• [ACTIVITY] Your job with the data below is to output exactly the lines from the one holding "content belongs to." down to the one holding "content cannot be", both included, and no others.

• [DATA]
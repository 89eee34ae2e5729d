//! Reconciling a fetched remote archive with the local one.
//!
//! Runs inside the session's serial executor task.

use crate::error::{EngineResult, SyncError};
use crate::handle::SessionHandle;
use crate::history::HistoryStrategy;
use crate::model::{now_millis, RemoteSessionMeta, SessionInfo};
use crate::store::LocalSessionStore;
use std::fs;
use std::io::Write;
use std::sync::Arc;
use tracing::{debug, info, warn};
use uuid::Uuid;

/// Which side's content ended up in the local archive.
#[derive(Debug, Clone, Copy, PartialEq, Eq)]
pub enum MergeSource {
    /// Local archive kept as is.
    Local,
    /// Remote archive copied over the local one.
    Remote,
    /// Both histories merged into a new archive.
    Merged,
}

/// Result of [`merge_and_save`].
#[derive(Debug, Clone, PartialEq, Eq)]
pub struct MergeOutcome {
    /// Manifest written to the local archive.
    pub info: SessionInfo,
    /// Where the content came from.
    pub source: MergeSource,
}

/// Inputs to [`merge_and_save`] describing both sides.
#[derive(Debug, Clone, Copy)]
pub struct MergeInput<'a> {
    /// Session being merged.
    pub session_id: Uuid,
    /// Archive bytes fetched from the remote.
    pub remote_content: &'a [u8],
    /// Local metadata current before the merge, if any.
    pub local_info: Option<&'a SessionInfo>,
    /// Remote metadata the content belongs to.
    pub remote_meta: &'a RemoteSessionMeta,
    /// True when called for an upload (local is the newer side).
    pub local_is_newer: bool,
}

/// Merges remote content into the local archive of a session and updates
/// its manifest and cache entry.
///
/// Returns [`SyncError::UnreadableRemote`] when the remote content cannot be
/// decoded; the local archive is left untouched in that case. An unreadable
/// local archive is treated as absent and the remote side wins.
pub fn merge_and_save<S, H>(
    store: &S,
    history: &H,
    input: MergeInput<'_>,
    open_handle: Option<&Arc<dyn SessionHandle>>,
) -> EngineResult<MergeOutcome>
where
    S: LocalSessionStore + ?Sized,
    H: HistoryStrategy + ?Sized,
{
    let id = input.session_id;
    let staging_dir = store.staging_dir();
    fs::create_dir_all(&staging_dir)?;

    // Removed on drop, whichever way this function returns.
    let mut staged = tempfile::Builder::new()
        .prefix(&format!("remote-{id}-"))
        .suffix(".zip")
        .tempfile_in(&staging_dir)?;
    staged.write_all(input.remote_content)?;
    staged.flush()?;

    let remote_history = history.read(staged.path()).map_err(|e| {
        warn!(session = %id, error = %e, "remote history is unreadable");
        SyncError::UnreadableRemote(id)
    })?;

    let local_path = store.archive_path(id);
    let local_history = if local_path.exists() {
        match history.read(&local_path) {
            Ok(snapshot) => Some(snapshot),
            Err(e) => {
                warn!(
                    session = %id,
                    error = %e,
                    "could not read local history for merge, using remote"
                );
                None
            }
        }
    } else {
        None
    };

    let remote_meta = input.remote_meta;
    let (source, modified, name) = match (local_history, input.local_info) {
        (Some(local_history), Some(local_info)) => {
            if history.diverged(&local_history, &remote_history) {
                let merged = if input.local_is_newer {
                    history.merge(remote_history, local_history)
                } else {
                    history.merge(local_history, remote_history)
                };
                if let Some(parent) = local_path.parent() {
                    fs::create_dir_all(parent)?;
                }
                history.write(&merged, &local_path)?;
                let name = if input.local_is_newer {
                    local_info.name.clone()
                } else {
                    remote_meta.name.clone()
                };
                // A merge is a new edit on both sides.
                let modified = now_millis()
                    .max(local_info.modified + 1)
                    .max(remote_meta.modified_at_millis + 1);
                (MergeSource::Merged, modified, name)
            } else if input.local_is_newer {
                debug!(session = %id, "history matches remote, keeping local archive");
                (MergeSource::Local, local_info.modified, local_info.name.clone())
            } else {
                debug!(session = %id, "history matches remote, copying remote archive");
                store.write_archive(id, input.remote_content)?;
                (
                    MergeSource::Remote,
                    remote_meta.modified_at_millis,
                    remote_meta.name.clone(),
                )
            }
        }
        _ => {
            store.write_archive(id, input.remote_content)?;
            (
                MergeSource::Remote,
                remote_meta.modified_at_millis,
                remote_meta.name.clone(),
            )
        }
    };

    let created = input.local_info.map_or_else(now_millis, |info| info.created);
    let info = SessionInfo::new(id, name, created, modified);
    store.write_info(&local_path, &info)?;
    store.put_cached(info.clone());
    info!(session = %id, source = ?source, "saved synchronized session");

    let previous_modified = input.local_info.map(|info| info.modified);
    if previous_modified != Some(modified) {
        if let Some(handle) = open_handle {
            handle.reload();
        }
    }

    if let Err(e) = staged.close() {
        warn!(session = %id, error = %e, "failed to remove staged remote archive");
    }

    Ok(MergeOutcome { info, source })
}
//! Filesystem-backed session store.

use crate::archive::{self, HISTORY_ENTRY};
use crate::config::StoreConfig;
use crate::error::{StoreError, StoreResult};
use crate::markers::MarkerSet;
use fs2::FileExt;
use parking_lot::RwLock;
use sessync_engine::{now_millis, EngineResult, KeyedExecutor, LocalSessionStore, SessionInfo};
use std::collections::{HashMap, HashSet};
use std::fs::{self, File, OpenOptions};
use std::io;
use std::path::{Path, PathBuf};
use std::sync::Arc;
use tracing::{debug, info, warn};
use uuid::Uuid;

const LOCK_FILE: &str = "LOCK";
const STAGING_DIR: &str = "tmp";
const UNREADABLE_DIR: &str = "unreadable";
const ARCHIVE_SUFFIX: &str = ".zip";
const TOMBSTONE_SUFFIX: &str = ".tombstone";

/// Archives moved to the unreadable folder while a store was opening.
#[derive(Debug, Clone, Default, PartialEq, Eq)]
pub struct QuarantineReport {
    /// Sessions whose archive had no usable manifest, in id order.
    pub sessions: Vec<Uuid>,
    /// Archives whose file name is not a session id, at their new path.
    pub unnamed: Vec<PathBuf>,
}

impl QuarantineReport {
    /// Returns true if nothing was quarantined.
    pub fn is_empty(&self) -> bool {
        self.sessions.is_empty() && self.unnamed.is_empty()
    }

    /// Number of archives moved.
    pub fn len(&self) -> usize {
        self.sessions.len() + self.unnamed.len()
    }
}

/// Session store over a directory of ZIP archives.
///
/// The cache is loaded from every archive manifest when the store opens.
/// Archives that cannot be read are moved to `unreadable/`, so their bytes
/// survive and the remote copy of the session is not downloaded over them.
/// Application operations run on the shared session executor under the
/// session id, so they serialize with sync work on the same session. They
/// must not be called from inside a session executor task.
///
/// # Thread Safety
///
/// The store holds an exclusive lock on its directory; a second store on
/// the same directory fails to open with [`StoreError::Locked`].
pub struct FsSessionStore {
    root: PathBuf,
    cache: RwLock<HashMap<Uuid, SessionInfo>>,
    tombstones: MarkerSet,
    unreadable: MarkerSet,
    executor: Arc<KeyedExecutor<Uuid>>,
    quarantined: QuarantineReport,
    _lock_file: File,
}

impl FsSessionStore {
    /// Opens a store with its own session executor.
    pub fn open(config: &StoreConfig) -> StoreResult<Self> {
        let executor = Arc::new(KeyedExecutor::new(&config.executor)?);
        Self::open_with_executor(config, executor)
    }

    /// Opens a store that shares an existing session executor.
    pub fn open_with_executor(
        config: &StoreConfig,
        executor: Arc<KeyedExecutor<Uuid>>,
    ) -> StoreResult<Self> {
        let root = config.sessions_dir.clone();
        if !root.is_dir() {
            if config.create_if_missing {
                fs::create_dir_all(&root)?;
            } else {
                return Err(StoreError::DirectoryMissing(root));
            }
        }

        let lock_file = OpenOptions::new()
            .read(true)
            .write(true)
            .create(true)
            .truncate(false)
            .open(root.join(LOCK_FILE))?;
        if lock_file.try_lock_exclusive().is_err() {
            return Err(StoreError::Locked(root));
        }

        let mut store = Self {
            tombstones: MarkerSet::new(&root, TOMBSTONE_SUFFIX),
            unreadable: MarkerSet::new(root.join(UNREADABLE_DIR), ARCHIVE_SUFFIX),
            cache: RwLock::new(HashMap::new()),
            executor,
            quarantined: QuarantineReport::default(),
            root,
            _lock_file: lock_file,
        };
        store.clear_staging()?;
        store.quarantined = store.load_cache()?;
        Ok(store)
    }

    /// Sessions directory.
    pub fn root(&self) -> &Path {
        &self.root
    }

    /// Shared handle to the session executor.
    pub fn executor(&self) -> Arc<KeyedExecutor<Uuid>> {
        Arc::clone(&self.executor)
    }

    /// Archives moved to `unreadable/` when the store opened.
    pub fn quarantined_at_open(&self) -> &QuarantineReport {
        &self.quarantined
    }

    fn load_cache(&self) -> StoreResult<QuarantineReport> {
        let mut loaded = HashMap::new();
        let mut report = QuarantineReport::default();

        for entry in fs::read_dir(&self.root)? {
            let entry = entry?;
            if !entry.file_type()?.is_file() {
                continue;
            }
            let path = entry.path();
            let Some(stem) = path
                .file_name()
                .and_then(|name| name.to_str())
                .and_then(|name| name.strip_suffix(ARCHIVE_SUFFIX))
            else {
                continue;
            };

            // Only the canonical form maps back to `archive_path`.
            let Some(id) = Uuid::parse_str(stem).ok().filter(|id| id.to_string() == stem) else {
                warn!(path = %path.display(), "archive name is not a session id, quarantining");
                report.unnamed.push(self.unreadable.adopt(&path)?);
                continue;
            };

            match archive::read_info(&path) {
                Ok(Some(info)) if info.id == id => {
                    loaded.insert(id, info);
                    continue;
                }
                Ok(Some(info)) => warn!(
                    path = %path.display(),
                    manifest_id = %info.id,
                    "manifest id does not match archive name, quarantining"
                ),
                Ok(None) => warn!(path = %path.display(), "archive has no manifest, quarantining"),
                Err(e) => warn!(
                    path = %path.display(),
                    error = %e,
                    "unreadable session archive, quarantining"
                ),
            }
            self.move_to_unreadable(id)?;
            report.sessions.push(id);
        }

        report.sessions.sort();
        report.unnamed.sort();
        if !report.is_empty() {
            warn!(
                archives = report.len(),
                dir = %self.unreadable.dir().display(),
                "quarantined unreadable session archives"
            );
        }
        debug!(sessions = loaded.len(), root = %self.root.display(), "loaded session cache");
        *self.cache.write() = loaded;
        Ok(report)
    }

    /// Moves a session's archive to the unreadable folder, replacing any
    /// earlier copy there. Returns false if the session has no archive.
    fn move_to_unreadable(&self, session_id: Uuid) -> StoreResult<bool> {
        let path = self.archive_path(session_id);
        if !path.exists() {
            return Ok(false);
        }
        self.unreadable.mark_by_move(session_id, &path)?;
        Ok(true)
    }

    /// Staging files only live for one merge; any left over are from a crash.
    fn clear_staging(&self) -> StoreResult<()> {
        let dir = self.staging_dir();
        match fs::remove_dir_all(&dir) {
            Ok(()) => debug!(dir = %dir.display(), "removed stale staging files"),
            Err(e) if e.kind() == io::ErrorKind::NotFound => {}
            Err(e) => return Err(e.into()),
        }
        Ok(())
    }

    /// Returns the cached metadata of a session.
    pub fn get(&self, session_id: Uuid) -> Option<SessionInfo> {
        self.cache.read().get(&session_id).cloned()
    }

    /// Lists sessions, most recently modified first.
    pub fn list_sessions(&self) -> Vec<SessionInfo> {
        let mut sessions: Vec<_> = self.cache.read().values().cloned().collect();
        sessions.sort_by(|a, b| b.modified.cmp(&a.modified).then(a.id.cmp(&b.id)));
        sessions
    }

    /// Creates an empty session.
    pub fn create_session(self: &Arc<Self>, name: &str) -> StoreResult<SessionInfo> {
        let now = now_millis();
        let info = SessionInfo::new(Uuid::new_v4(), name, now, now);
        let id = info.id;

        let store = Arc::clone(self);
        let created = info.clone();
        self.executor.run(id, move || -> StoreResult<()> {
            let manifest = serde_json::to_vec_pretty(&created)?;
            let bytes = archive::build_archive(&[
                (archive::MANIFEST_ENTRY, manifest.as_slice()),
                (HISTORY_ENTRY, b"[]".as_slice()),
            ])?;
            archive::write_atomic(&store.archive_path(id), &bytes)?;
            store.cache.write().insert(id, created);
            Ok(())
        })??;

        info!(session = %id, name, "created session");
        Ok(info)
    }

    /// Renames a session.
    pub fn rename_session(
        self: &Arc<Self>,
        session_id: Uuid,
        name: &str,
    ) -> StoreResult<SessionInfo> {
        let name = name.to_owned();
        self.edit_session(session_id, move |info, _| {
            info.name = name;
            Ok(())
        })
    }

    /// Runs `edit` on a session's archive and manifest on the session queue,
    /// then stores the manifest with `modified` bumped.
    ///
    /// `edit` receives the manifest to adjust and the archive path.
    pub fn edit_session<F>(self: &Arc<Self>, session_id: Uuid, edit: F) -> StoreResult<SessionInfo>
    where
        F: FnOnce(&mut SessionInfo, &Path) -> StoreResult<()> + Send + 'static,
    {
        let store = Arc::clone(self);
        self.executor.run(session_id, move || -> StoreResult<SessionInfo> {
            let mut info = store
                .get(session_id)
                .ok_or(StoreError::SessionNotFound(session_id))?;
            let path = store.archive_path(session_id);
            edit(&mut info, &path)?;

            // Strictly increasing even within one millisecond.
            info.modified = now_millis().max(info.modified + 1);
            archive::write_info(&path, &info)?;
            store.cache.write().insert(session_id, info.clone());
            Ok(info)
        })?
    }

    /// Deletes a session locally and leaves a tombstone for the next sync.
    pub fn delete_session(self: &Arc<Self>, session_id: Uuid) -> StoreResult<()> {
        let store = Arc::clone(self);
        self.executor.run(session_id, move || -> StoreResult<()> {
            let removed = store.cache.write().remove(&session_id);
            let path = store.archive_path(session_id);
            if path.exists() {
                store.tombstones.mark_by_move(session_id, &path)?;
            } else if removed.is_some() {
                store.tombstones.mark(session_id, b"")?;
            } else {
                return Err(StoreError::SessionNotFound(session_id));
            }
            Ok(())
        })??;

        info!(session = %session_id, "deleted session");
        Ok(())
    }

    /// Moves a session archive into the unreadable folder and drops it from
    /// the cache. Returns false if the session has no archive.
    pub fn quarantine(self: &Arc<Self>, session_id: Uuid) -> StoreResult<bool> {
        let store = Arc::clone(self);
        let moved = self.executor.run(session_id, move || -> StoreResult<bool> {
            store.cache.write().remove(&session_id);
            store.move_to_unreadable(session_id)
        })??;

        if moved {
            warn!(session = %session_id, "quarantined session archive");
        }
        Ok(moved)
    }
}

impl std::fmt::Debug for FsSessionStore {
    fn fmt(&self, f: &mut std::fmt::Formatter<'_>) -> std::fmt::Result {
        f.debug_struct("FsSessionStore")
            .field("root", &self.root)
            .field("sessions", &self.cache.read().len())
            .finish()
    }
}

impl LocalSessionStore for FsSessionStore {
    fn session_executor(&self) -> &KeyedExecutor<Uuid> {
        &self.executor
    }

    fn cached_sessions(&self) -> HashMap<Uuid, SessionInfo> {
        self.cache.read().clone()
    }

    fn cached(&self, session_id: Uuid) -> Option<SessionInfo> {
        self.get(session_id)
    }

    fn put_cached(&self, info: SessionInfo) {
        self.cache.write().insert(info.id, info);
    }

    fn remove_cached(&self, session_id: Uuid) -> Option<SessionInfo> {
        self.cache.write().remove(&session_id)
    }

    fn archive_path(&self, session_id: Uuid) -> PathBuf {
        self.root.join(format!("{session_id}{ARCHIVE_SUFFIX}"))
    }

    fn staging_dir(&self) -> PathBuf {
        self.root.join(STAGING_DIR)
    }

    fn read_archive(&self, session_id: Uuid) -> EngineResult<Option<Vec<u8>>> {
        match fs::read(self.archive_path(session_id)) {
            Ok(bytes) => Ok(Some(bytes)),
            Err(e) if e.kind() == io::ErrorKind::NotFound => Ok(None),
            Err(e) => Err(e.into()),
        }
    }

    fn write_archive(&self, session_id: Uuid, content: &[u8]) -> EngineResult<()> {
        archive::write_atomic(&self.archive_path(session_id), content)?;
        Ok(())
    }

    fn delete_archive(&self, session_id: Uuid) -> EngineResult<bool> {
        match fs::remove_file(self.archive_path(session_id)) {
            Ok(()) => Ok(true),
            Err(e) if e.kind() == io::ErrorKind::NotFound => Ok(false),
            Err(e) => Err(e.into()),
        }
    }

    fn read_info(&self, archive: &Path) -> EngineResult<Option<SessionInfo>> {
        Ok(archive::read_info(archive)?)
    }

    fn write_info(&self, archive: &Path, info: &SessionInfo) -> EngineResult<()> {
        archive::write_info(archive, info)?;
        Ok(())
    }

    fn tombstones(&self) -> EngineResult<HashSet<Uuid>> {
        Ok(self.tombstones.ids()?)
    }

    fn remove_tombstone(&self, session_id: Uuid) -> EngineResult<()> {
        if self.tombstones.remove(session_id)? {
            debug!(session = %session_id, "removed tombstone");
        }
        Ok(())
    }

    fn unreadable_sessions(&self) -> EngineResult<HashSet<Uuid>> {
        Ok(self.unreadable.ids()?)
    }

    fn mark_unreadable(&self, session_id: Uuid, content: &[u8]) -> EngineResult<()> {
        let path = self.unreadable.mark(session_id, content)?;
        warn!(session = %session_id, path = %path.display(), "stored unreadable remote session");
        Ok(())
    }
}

• [EXERCISE ANSWER]
    /// Remote metadata the content belongs to.
    pub remote_meta: &'a RemoteSessionMeta,
    /// True when called for an upload (local is the newer side).
    pub local_is_newer: bool,
}

/// Merges remote content into the local archive of a session and updates
/// its manifest and cache entry.
///
/// Returns [`SyncError::UnreadableRemote`] when the remote content cannot be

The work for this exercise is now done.